Letter SYDNEY, 2 November 1940

With reference to telegram 921 from Mr. Bruce [1] conveying the proposal of the Netherlands Government for the exchange of diplomatic representatives between Holland and Australia, I desire to offer the following comments.

Subsequent to the invasion of Holland and the collapse of France, the position of the Netherlands East Indies vis-a-vis Australia has assumed greater significance. As our nearest neighbour we are closely concerned with the political, economic, and military developments in the East Indies. Questions of common defence, munition supplies and air communications all raise problems the solution of which would be facilitated by an exchange of Ministers.

While a Dutch Minister would be welcomed in Australia, it is doubtful if Australia would derive any real benefit from the exchange unless the Australian Minister accredited to the Queen of the Netherlands in London was actually located at Batavia. To this there might be some objections, as a Minister would have precedence over all other foreign consular representatives in the East Indies. The Dutch would probably be faced with an immediate request for the appointment of a Japanese Minister, which in present circumstances would prove an embarrassment to them.

There is also the fact that consequent on the establishment of the Netherlands Government in London, many of the wider powers granted to the Governor-General of the Netherlands East Indies in anticipation of the occupation of the Netherlands have been withdrawn.
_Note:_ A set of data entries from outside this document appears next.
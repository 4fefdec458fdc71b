//! # Kala-Kaart Assistant
//!
//! Multilingual chat over the artisan directory. A message goes through
//! language detection, intent classification and entity extraction, and is
//! then answered either by a filter search over the record store or by
//! retrieval over the knowledge corpus.
//!
//! ## Example
//!
//! ```rust
//! use kalakaart_assistant::{Assistant, ChatRequest, Intent, PatternClassifier};
//! use kalakaart_core::RecordStore;
//! use std::sync::Arc;
//!
//! let store = Arc::new(RecordStore::from_records(Vec::new()));
//! let assistant = Assistant::new(store, Box::new(PatternClassifier::new().unwrap()));
//!
//! let response = assistant.chat(&ChatRequest::new("hello"));
//! assert_eq!(response.intent, Intent::Greeting);
//! ```

pub mod entities;
pub mod error;
pub mod intent;
pub mod pipeline;
pub mod prototype;
pub mod replies;

pub use entities::{Entities, EntityExtractor};
pub use error::{AssistantError, Result};
pub use intent::{ClassifierKind, Intent, IntentClassifier, PatternClassifier};
pub use pipeline::{refine_intent, Assistant, ChatRequest, ChatResponse, QueryContext};
pub use prototype::PrototypeClassifier;
pub use replies::{fill, replies, Replies};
Thus, most questions of moment and policy which would ordinarily be raised by a Minister would still have to be referred by the colonial administration to London. These objections would, however, be obviated if the press report to the effect that the Queen of the Netherlands and the Dutch Government might shortly transfer to Batavia, proved to be correct.

It might also be observed that in view of the personal discussions which have taken place between yourself and Dr. Pao [2], the Chinese Government may be under the impression that China will be the next country selected for an exchange of Ministers.
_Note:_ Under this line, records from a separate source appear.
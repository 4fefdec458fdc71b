//! HTTP surface of Kala-Kaart.
//!
//! Every route is served both at the root and under `/api`. Errors are
//! returned as `{"error": "..."}` bodies.

pub mod config;
pub mod error;
pub mod rest;
pub mod state;

pub use config::{EncoderKind, ServerConfig};
pub use error::{ApiError, Result};
pub use rest::{configure, RestApi};
pub use state::AppState;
In the circumstances, I suggest a telegram along the following lines be sent to Mr. Bruce:-

'Your 921 of 16th October. Exchange of Netherlands and Australian Ministers.

In principle, we would welcome a Dutch Minister in Australia, but in view of unprecedented circumstances in which Dutch Government is placed, the location of an Australian Minister in London would have little practical value or benefit to Australia.

We are now intimately concerned with the political, economic and military developments in the Netherlands East Indies, and closer contacts will become inevitable. Therefore, if it were possible for an Australian Minister to be accredited to the Dutch Government in London but actually stationed in Batavia, we would view the proposal favourably.

Such an unprecedented arrangement might, however, not appeal to the Netherlands Government in view of various difficulties which we can appreciate.

If the Queen and Government were to proceed to Batavia, as reported recently in the press as being under contemplation, these difficulties would be obviated.

Would be glad if you would convey to Minister for Foreign Affairs [3] our appreciation and close interest in his proposal, obtain informally his views on the suggestion we have advanced, and in meantime keep the question open.' [4]


1 Document 175.

2 Chinese Consul-General in Australia.

3 Dr E. N. van Kleffens.

4 This cablegram was not sent. Consideration of the question of exchange of diplomatic representatives with the Netherlands was postponed until June 1941. See Document 510.